TO DO:
Restate word for word the lines that begin the listing and end with the line holding "pub fn from_average_progress(average_progress: f64)".

MATERIAL PROVIDED:
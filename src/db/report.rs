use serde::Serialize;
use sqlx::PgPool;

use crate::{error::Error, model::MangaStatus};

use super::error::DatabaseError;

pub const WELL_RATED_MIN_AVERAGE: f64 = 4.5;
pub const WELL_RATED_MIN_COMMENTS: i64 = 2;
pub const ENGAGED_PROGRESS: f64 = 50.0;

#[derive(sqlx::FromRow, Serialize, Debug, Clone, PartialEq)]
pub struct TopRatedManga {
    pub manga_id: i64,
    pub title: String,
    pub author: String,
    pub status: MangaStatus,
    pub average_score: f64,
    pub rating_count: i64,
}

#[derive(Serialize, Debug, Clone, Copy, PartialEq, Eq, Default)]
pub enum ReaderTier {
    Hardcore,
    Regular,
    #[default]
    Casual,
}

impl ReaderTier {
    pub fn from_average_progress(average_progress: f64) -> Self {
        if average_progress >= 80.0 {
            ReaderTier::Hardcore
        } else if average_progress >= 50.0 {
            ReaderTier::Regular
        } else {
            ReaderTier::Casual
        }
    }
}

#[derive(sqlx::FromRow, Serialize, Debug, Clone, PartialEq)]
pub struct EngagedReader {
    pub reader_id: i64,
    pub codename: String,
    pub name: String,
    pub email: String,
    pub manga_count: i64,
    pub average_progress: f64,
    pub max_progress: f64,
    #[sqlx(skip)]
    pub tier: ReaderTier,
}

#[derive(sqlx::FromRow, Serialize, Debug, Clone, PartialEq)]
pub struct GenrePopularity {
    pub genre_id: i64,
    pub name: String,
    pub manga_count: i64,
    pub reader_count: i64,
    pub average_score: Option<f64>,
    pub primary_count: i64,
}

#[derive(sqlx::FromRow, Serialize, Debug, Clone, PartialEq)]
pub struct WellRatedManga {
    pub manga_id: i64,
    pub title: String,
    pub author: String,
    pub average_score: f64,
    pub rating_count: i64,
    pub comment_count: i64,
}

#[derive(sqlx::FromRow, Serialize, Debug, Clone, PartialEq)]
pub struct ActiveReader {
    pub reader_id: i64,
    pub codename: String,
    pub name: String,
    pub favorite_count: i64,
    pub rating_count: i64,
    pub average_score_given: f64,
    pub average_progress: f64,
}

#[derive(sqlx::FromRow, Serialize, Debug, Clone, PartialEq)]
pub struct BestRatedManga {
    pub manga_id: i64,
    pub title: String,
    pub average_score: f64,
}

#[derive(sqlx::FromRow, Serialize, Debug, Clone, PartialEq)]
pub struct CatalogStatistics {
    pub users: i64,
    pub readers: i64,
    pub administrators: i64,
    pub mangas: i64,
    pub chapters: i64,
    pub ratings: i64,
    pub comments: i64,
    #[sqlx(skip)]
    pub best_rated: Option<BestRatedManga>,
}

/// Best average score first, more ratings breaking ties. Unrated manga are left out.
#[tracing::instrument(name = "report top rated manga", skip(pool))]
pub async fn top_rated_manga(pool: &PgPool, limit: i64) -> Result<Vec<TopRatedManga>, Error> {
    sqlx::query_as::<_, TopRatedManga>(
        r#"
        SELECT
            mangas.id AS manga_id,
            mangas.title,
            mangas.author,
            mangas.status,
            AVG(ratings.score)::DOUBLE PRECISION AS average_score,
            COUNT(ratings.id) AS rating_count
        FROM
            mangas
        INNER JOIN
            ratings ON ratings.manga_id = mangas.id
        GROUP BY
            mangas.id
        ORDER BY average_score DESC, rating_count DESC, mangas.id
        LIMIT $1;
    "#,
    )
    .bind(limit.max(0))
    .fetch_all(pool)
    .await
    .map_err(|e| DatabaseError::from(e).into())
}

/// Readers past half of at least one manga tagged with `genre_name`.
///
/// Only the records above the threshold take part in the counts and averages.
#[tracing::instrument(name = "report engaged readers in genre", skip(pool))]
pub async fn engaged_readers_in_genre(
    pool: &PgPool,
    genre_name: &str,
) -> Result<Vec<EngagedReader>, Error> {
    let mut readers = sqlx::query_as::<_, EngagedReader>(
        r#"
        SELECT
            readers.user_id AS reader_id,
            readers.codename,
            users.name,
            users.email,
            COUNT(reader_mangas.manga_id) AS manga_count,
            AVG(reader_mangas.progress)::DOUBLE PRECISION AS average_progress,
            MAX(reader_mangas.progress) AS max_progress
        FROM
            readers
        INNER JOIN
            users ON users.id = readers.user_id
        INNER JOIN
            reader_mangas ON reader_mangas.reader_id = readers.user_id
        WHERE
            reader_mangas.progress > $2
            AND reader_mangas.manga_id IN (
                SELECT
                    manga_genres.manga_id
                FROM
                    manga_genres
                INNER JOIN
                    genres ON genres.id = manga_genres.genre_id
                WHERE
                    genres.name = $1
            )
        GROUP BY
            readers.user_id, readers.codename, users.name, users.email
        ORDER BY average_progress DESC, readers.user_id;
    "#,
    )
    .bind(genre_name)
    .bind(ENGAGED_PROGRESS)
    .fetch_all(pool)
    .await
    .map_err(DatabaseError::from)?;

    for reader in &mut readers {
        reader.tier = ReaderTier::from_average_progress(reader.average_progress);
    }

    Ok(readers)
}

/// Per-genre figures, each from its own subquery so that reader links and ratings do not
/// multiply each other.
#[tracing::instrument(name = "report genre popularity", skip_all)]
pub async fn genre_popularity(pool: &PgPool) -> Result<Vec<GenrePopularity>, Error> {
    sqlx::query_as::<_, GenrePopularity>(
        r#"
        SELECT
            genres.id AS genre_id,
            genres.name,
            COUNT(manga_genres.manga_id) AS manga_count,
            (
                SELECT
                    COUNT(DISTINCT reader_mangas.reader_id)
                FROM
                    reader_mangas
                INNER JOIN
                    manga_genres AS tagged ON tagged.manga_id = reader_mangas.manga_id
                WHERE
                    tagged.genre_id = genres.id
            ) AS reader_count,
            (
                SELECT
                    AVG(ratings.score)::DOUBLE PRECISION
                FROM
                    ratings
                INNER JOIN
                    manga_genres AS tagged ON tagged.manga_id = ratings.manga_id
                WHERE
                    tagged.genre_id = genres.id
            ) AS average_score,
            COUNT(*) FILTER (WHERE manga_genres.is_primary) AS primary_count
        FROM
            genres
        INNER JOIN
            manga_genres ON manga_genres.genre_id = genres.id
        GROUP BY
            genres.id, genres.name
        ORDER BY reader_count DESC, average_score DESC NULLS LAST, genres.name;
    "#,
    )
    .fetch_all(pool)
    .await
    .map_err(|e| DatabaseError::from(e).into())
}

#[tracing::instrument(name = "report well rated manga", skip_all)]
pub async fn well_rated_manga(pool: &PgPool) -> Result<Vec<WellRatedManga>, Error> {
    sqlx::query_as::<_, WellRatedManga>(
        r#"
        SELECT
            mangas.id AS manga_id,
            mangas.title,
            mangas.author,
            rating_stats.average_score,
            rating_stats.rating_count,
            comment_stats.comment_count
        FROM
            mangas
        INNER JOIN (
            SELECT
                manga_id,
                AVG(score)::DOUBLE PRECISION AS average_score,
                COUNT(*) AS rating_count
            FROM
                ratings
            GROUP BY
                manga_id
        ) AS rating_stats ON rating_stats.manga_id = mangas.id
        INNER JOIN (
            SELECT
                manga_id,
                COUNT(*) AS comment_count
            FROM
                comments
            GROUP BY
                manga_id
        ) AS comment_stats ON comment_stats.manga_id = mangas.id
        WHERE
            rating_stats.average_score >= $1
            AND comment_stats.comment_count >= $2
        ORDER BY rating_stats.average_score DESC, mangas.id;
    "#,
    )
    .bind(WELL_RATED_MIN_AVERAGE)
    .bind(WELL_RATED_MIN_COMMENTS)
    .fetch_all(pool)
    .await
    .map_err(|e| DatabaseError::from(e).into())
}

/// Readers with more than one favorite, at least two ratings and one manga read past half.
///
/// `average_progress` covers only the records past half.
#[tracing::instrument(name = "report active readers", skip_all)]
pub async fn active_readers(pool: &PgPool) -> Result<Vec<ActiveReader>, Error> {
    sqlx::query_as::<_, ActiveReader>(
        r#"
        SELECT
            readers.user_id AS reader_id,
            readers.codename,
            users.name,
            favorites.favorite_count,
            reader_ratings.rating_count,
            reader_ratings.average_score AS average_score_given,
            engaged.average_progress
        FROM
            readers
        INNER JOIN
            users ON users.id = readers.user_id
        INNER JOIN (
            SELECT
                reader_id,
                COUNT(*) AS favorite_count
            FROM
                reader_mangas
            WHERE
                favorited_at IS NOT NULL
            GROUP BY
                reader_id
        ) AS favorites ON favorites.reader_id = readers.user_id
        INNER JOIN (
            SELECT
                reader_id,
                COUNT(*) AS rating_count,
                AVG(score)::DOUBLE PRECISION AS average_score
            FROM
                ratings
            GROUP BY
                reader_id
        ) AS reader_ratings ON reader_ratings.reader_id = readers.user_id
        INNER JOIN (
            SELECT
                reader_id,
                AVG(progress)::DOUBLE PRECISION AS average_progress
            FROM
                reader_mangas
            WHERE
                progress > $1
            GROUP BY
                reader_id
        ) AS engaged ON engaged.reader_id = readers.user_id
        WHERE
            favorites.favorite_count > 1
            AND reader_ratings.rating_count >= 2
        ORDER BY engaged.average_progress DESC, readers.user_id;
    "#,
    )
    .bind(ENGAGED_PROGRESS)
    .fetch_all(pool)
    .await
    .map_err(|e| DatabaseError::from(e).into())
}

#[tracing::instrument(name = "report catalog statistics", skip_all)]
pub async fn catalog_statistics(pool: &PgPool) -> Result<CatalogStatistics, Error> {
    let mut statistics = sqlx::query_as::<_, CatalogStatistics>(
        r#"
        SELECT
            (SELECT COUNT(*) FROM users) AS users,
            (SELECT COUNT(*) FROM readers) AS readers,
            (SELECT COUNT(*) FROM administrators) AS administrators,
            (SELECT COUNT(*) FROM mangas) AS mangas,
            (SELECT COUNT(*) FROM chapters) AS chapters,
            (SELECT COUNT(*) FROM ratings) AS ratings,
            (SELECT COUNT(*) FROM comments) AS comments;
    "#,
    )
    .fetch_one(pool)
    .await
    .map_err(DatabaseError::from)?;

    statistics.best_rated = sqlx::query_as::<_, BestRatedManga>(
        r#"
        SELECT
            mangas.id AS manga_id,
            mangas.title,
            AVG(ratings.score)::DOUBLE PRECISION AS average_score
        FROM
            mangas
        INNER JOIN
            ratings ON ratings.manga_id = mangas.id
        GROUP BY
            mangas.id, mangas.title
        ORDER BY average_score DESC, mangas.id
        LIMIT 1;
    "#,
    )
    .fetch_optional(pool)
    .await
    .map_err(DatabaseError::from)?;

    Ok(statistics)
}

RESPONSE BELOW:
filename src/db/report.rs
use serde::Serialize;
use sqlx::PgPool;

use crate::{error::Error, model::MangaStatus};

use super::error::DatabaseError;

pub const WELL_RATED_MIN_AVERAGE: f64 = 4.5;
pub const WELL_RATED_MIN_COMMENTS: i64 = 2;
pub const ENGAGED_PROGRESS: f64 = 50.0;

#[derive(sqlx::FromRow, Serialize, Debug, Clone, PartialEq)]
pub struct TopRatedManga {
    pub manga_id: i64,
    pub title: String,
    pub author: String,
    pub status: MangaStatus,
    pub average_score: f64,
    pub rating_count: i64,
}

#[derive(Serialize, Debug, Clone, Copy, PartialEq, Eq, Default)]
pub enum ReaderTier {
    Hardcore,
    Regular,
    #[default]
    Casual,
}

impl ReaderTier {
    pub fn from_average_progress(average_progress: f64) -> Self {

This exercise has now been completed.